Пибоди достала салат и сэндвич из окошка.

— Я выбрала цельнозерновой хлеб с миксом сыра Мюнстер и Американ.

— Отлично.

— Вот сдача.

Пибоди дала сдачу, у Евы по-прежнему не хватало денег.

Ева убрала деньги и достала устройство, которое тут же показало новый текст.

— Мира прочитала дело. Может дать окно около шестнадцати сотен.

— Подойдёт. Успеем проверить этого и ещё двоих.

— Может, один из них действительно пишет портрет Лизы как Девушки, и — дело закрыто!

— Ну, да, мог бы.

Ева откусила сэндвич.

— Но не кажется ли тебе, что он именно этим и занимается?
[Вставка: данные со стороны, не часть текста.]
use rust_decimal::Decimal;
use serde::{Deserialize, Serialize};

/// 金額一律以十進位表示，避免浮點誤差
pub type Money = Decimal;

#[derive(Debug, Clone, PartialEq, Eq)]
pub enum ItemShare {
    /// 所有參與者平分
    Shared,
    /// 記在單一參與者名下
    Personal { person: String },
}

#[derive(Debug, Clone, PartialEq, Eq)]
pub struct BillItem {
    pub name: String,
    pub price: Money,
    pub share: ItemShare,
}

impl BillItem {
    pub fn shared(name: impl Into<String>, price: Money) -> Self {
        Self {
            name: name.into(),
            price,
            share: ItemShare::Shared,
        }
    }

    pub fn personal(name: impl Into<String>, price: Money, person: impl Into<String>) -> Self {
        Self {
            name: name.into(),
            price,
            share: ItemShare::Personal {
                person: person.into(),
            },
        }
    }

    pub fn is_shared(&self) -> bool {
        matches!(self.share, ItemShare::Shared)
    }

    /// Personal 項目的付款人；Shared 項目回傳 None
    pub fn person(&self) -> Option<&str> {
        match &self.share {
            ItemShare::Shared => None,
            ItemShare::Personal { person } => Some(person.as_str()),
        }
    }
}

/// 已通過驗證的帳單
#[derive(Debug, Clone, PartialEq, Eq)]
pub struct BillInput {
    pub date: String,
    pub location: String,
    pub tip_percentage: Money,
    pub items: Vec<BillItem>,
}

#[derive(Debug, Clone, PartialEq, Eq, Serialize, Deserialize)]
pub struct PersonAmount {
    pub name: String,
    #[serde(with = "rust_decimal::serde::float")]
    pub amount: Money,
}

#[derive(Debug, Clone, PartialEq, Eq, Serialize, Deserialize)]
#[serde(rename_all = "camelCase")]
pub struct BillOutput {
    pub date: String,
    pub location: String,
    #[serde(with = "rust_decimal::serde::float")]
    pub sub_total: Money,
    #[serde(with = "rust_decimal::serde::float")]
    pub tip: Money,
    #[serde(with = "rust_decimal::serde::float")]
    pub total_amount: Money,
    pub items: Vec<PersonAmount>,
}

impl BillOutput {
    pub fn allocated_sum(&self) -> Money {
        self.items.iter().map(|p| p.amount).sum()
    }
}
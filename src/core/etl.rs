use crate::core::{Pipeline, Storage};
use crate::utils::error::{BillError, ErrorSeverity, Result};
use std::sync::Arc;
use tokio::sync::Semaphore;

pub const BILL_EXTENSION: &str = "json";

pub struct BillEngine<P: Pipeline> {
    pipeline: Arc<P>,
    concurrency: usize,
}

/// 批次中單一帳單的處理結果
#[derive(Debug)]
pub struct FileOutcome {
    pub source: String,
    pub result: Result<String>,
}

#[derive(Debug, Default)]
pub struct BatchReport {
    pub outcomes: Vec<FileOutcome>,
}

impl BatchReport {
    pub fn succeeded(&self) -> usize {
        self.outcomes.iter().filter(|o| o.result.is_ok()).count()
    }

    pub fn failed(&self) -> usize {
        self.outcomes.len() - self.succeeded()
    }

    pub fn failures(&self) -> impl Iterator<Item = (&str, &BillError)> + '_ {
        self.outcomes
            .iter()
            .filter_map(|o| o.result.as_ref().err().map(|e| (o.source.as_str(), e)))
    }

    /// 最嚴重的失敗；全部成功時為 None
    pub fn worst_severity(&self) -> Option<ErrorSeverity> {
        self.failures().map(|(_, e)| e.severity()).max()
    }
}

impl<P: Pipeline + 'static> BillEngine<P> {
    pub fn new(pipeline: P) -> Self {
        Self::with_concurrency(pipeline, 1)
    }

    pub fn with_concurrency(pipeline: P, concurrency: usize) -> Self {
        Self {
            pipeline: Arc::new(pipeline),
            concurrency: concurrency.max(1),
        }
    }

    pub fn pipeline(&self) -> &P {
        &self.pipeline
    }

    pub async fn run(&self, source: &str) -> Result<String> {
        process_one(&*self.pipeline, source).await
    }

    /// 並行處理多張帳單，同時最多 `concurrency` 張；結果保持輸入順序
    pub async fn run_batch(&self, sources: Vec<String>) -> BatchReport {
        tracing::info!(
            "Processing {} bills with concurrency {}",
            sources.len(),
            self.concurrency
        );

        let semaphore = Arc::new(Semaphore::new(self.concurrency));
        let mut handles = Vec::with_capacity(sources.len());

        for source in sources {
            let pipeline = Arc::clone(&self.pipeline);
            let semaphore = Arc::clone(&semaphore);
            let task_source = source.clone();

            let handle = tokio::spawn(async move {
                let _permit = semaphore
                    .acquire_owned()
                    .await
                    .map_err(|e| BillError::IoError(std::io::Error::other(e)))?;
                process_one(&*pipeline, &task_source).await
            });
            handles.push((source, handle));
        }

        let mut report = BatchReport::default();
        for (source, handle) in handles {
            let result = match handle.await {
                Ok(result) => result,
                Err(join_error) => Err(BillError::IoError(std::io::Error::other(format!(
                    "bill task aborted: {}",
                    join_error
                )))),
            };

            if let Err(e) = &result {
                tracing::warn!(
                    "❌ {} failed: {} (kind: {}, severity: {:?})",
                    source,
                    e,
                    e.kind(),
                    e.severity()
                );
            }
            report.outcomes.push(FileOutcome { source, result });
        }

        tracing::info!(
            "Batch finished: {} succeeded, {} failed",
            report.succeeded(),
            report.failed()
        );
        report
    }
}

async fn process_one<P: Pipeline>(pipeline: &P, source: &str) -> Result<String> {
    tracing::info!("Splitting bill: {}", source);

    let input = pipeline.extract(source).await?;
    tracing::debug!("Validated {} items from {}", input.items.len(), source);

    let output = pipeline.transform(input).await?;
    tracing::debug!(
        "Allocated {} across {} participants",
        output.total_amount,
        output.items.len()
    );

    let target = pipeline.load(source, output).await?;
    tracing::info!("Result for {} saved to: {}", source, target);

    Ok(target)
}

/// 單一檔案直接回傳；目錄則列出其中的 `.json` 帳單
pub async fn collect_sources<S: Storage>(storage: &S, input: &str) -> Result<Vec<String>> {
    if !storage.is_directory(input).await {
        return Ok(vec![input.to_string()]);
    }

    let files = storage.list_files(input, BILL_EXTENSION).await?;
    if files.is_empty() {
        return Err(BillError::NoInputFilesError {
            path: input.to_string(),
        });
    }

    tracing::debug!("Found {} bill files in {}", files.len(), input);
    Ok(files)
}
Или занимался?

— Думаю, это самая вероятная версия. Нет смысла изображать женщину как культовый образ и не писать её, ведь ты художник, ты рисуешь. Самое вероятное.

— Если только мы не ошибаемся и он вообще не художник. Почему этим — тем словом, что Пекер использовал — крестьянам достался талант? Я бы сделал с ним гораздо больше. Я заслуживаю его, но могу лишь продавать искусство, восстанавливать его или покупать.

— Нельзя это исключать.

Ева наблюдала, как Стэндиш снимает фартук, обходит стойку и идёт к столику.

— Могу уделить пару минут. Я сказал менеджеру, что вы копы, и что в моём здании проблемы. Очень хочу сохранить работу.

— Садись.

Когда он сел, из него исходила волнами отчаянная тоска.

— Я ничего не сделал. Да, я облажался раньше, но если у Хармана были проблемы, клянусь, я не при делах. Я был немного пьян и очень ревновал. Он меня ещё и поддразнивал, и я его ударил. А пару недель назад увидел, хотел извиниться — искренне. Он начал кричать, что возьмёт запретительный приказ.